▸ Data for this exercise

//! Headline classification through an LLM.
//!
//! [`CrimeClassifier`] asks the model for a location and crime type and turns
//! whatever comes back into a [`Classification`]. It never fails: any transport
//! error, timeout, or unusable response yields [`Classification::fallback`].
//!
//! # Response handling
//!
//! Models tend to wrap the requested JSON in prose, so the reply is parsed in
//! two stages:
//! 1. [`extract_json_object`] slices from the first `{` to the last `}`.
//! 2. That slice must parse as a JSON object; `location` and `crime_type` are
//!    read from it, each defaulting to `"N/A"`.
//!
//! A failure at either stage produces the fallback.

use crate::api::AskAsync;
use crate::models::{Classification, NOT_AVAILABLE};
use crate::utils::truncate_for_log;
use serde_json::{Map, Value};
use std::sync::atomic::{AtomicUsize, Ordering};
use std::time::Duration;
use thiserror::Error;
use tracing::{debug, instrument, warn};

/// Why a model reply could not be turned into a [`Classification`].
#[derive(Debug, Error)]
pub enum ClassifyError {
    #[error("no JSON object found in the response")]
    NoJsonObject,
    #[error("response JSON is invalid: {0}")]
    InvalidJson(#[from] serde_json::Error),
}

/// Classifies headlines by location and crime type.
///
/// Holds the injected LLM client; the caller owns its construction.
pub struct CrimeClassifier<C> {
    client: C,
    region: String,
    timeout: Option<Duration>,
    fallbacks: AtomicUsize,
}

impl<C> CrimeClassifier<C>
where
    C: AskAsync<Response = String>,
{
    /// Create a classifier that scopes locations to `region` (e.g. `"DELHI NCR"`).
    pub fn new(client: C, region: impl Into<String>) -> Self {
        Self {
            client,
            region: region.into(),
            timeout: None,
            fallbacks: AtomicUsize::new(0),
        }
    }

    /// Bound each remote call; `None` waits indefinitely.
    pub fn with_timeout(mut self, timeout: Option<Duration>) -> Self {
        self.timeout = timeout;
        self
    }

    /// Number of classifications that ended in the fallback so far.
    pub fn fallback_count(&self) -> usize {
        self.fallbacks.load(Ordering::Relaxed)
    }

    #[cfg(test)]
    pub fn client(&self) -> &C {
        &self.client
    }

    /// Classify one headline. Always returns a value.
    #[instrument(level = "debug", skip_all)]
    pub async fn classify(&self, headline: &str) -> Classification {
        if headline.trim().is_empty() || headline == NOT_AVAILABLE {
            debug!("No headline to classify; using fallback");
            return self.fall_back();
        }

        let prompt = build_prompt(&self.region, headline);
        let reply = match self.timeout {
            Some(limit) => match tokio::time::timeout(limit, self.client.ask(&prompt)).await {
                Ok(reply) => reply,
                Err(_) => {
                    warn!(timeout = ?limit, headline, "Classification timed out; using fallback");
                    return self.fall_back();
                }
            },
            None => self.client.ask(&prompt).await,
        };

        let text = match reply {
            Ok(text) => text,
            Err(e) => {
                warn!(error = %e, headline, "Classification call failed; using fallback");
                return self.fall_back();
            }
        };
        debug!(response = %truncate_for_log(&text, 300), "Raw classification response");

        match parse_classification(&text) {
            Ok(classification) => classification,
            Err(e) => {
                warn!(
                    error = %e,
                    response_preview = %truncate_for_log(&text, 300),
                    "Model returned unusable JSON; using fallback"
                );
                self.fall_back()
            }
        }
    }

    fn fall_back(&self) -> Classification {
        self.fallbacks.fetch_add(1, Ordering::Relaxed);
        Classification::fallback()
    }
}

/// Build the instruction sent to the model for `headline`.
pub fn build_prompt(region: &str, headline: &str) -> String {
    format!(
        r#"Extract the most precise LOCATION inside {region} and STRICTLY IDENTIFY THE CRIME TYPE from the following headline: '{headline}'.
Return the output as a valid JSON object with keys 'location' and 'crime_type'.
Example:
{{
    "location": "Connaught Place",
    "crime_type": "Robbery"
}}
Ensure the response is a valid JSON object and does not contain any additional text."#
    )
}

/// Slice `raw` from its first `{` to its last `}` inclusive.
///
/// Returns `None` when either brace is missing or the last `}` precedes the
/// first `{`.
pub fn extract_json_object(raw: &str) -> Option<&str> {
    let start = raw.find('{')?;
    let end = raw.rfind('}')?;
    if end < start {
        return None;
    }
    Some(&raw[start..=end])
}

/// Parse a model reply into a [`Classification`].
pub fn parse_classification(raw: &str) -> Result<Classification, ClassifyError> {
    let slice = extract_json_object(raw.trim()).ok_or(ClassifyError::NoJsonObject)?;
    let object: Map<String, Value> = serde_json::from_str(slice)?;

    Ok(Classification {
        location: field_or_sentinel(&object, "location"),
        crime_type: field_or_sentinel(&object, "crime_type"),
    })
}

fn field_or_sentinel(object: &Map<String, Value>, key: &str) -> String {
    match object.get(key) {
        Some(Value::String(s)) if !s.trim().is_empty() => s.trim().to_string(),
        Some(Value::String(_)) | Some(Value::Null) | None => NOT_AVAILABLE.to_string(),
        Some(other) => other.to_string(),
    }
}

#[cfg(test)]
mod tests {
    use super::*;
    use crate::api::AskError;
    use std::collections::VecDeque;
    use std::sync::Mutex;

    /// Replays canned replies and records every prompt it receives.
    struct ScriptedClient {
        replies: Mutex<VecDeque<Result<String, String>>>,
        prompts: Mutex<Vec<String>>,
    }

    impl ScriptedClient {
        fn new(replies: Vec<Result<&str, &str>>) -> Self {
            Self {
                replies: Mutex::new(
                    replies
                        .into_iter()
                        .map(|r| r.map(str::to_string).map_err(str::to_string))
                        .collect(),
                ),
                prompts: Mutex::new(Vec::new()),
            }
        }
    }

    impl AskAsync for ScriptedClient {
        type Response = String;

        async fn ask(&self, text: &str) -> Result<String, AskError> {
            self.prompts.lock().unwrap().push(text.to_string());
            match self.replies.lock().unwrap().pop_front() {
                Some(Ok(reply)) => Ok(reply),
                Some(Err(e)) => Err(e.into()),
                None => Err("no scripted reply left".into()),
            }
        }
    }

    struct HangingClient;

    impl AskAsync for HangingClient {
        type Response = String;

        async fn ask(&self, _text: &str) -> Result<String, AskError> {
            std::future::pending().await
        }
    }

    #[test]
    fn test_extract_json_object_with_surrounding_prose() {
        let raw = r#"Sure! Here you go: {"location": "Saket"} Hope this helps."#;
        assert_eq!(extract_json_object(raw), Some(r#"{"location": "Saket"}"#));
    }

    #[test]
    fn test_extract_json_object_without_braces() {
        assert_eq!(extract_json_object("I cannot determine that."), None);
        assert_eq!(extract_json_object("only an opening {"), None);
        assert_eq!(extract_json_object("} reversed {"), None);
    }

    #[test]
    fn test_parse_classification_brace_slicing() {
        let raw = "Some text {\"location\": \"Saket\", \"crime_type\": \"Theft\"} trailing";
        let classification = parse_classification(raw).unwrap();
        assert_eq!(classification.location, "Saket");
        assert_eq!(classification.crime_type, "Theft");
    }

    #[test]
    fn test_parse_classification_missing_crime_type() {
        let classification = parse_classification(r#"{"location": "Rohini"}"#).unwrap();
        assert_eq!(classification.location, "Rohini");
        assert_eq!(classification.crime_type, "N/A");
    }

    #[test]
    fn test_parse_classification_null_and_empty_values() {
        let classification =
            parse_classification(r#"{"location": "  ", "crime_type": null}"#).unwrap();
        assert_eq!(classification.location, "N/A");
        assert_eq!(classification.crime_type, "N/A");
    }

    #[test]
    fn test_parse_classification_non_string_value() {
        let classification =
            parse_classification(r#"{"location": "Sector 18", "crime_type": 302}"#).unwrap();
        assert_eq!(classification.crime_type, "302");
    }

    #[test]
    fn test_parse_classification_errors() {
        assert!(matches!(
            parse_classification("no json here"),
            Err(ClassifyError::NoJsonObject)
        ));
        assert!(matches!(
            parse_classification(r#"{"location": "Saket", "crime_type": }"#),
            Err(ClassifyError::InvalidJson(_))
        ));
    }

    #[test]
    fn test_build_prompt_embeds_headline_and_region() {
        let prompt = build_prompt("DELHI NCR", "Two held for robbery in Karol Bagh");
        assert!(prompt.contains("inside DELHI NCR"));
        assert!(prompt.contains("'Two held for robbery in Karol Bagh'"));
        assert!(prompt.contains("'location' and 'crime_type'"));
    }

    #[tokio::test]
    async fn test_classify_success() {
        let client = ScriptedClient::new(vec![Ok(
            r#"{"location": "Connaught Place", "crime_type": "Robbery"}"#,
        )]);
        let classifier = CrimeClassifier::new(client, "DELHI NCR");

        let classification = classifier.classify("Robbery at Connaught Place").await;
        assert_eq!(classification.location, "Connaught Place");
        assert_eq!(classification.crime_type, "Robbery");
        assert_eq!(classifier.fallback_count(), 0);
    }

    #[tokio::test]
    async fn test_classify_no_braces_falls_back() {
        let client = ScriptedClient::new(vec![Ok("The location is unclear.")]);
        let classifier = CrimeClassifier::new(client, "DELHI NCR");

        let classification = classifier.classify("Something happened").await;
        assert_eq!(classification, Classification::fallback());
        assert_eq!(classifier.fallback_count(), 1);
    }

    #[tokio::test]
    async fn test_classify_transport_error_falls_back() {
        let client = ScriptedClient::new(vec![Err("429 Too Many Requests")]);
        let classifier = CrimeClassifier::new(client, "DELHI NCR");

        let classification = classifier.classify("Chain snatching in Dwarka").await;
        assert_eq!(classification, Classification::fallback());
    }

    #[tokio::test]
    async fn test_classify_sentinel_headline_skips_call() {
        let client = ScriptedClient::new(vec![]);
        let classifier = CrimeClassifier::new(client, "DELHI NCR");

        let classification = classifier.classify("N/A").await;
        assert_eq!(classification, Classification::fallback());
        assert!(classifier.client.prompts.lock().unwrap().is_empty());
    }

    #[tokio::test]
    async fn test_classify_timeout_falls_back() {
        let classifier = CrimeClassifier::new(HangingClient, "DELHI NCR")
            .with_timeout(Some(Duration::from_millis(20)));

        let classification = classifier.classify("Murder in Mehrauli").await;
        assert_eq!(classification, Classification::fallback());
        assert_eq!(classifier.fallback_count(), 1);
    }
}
--
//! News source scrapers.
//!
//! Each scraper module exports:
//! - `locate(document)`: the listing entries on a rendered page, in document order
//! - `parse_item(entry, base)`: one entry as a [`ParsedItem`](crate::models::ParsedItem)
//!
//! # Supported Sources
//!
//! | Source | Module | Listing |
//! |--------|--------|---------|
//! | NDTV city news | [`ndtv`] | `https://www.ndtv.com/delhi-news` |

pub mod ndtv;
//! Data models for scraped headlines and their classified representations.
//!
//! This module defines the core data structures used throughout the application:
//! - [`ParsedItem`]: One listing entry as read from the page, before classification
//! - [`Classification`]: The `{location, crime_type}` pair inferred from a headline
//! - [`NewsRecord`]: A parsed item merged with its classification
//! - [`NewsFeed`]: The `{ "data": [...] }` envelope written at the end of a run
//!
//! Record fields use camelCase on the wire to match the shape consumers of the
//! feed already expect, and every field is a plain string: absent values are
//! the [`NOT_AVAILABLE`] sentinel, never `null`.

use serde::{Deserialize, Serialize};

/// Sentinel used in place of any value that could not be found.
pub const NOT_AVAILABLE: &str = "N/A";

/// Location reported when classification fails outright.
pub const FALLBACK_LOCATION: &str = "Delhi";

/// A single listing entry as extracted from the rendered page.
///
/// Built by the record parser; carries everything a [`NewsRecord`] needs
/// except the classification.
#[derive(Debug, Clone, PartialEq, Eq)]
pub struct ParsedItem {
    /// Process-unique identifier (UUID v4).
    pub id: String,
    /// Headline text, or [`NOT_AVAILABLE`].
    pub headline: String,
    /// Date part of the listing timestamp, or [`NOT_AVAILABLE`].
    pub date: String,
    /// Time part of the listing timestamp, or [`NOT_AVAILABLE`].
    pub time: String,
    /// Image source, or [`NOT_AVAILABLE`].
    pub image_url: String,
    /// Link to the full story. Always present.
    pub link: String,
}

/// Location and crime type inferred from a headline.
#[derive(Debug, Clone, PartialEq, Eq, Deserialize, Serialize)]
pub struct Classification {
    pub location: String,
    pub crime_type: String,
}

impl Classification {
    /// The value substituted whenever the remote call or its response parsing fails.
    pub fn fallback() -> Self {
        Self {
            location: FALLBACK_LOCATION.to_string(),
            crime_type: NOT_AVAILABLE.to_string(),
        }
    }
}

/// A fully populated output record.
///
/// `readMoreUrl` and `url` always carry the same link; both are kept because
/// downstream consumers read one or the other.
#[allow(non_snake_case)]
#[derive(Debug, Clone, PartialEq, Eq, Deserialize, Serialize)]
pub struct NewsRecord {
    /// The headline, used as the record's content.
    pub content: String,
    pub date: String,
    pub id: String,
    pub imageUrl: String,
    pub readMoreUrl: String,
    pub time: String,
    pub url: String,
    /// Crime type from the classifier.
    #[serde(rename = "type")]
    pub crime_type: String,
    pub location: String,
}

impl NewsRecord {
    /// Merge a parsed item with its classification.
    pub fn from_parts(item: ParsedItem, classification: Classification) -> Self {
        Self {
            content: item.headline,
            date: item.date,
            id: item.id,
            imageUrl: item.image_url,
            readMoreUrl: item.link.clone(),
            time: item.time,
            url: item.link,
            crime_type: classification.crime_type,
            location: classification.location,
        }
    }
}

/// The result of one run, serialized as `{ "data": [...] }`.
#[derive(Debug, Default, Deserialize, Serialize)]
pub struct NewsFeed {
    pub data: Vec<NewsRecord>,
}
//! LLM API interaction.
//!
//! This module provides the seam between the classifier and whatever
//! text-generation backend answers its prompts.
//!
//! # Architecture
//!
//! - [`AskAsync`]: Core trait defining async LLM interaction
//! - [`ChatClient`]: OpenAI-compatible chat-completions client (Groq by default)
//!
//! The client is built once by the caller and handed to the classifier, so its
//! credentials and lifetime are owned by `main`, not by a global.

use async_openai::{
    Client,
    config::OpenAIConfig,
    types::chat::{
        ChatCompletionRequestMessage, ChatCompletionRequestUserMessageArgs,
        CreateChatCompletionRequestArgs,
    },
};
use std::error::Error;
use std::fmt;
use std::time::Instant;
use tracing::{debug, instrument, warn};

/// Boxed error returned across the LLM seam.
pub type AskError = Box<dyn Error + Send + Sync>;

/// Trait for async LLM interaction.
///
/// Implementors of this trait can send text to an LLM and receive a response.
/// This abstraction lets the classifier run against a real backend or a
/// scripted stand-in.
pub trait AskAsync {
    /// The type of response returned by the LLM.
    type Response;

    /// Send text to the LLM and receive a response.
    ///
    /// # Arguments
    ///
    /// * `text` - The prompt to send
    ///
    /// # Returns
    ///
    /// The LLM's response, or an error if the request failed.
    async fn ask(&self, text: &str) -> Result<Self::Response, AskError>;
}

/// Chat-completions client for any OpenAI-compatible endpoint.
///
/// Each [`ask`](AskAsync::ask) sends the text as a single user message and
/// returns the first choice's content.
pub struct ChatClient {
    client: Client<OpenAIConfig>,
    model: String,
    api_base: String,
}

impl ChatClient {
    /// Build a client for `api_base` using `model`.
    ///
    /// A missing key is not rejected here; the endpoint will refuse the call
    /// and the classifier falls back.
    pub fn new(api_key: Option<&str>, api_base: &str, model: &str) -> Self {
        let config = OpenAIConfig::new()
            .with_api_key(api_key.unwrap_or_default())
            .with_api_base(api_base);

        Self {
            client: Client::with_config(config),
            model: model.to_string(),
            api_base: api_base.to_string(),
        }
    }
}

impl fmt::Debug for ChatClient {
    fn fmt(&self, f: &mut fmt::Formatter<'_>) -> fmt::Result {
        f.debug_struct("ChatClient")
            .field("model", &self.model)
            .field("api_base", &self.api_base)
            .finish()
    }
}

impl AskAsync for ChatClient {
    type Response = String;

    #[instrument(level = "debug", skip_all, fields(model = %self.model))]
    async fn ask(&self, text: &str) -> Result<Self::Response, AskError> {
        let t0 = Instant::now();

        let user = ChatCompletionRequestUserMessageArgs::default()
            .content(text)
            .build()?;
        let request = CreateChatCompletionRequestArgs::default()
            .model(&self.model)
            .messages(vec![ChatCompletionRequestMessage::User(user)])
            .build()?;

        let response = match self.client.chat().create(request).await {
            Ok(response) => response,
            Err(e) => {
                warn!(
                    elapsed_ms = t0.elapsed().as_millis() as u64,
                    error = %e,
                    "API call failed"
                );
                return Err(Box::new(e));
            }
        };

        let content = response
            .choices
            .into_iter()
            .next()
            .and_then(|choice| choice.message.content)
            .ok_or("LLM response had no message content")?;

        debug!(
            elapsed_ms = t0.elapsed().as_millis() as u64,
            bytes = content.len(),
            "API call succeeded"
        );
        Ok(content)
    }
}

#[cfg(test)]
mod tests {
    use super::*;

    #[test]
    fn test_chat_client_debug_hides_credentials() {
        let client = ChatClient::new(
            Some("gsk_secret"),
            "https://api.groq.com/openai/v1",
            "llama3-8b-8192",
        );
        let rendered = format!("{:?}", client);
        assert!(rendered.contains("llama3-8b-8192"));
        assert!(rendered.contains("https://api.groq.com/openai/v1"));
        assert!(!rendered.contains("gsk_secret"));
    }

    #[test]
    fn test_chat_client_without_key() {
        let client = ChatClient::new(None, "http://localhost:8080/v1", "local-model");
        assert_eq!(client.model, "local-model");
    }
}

▸ Task brief
Collect the lines of the records that include the string "elapsed".

▸ Output of the exercise
                    elapsed_ms = t0.elapsed().as_millis() as u64,
            elapsed_ms = t0.elapsed().as_millis() as u64,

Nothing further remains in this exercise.